*Activity*. Return every line from the listing where the word "events" occurs.

*Supplied entries*.

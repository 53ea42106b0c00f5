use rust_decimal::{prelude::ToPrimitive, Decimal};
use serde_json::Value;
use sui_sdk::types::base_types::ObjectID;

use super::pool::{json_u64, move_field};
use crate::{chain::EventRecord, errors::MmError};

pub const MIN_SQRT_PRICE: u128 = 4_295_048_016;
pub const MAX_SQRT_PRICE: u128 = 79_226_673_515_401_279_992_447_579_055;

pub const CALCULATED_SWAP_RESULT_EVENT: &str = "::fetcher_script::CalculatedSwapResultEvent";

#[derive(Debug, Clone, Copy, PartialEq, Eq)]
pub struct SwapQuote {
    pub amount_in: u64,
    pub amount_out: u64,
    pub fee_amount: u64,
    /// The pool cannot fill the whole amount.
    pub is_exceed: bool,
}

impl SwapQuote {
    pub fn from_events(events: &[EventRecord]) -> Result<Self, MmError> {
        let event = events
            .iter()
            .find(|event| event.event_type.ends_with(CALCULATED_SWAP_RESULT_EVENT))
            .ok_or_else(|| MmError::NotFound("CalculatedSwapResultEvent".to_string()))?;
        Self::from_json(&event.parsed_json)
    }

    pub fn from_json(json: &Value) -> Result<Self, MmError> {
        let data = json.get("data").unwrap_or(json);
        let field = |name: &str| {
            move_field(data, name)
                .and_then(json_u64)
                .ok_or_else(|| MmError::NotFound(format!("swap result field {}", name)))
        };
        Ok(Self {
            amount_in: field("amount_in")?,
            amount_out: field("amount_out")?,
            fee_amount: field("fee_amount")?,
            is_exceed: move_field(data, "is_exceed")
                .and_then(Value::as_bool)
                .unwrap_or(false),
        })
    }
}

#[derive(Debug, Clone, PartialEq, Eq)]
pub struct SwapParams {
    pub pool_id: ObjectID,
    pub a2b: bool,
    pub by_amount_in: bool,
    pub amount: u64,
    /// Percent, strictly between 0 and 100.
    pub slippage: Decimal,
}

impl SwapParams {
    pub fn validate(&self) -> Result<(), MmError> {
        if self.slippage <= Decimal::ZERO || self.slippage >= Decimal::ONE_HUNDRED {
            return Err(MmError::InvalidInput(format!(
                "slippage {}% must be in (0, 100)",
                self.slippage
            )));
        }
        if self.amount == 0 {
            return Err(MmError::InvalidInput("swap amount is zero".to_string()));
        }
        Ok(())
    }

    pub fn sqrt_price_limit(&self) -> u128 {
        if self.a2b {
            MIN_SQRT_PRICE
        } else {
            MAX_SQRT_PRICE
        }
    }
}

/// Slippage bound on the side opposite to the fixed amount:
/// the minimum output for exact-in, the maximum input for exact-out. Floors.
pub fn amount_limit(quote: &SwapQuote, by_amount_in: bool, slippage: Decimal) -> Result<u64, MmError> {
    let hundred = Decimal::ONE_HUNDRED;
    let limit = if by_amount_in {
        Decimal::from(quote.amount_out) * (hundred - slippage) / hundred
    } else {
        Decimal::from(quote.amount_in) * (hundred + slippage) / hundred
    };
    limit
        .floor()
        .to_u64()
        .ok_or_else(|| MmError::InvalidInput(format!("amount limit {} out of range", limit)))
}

*Response to the exercise*.
    pub fn from_events(events: &[EventRecord]) -> Result<Self, MmError> {
        let event = events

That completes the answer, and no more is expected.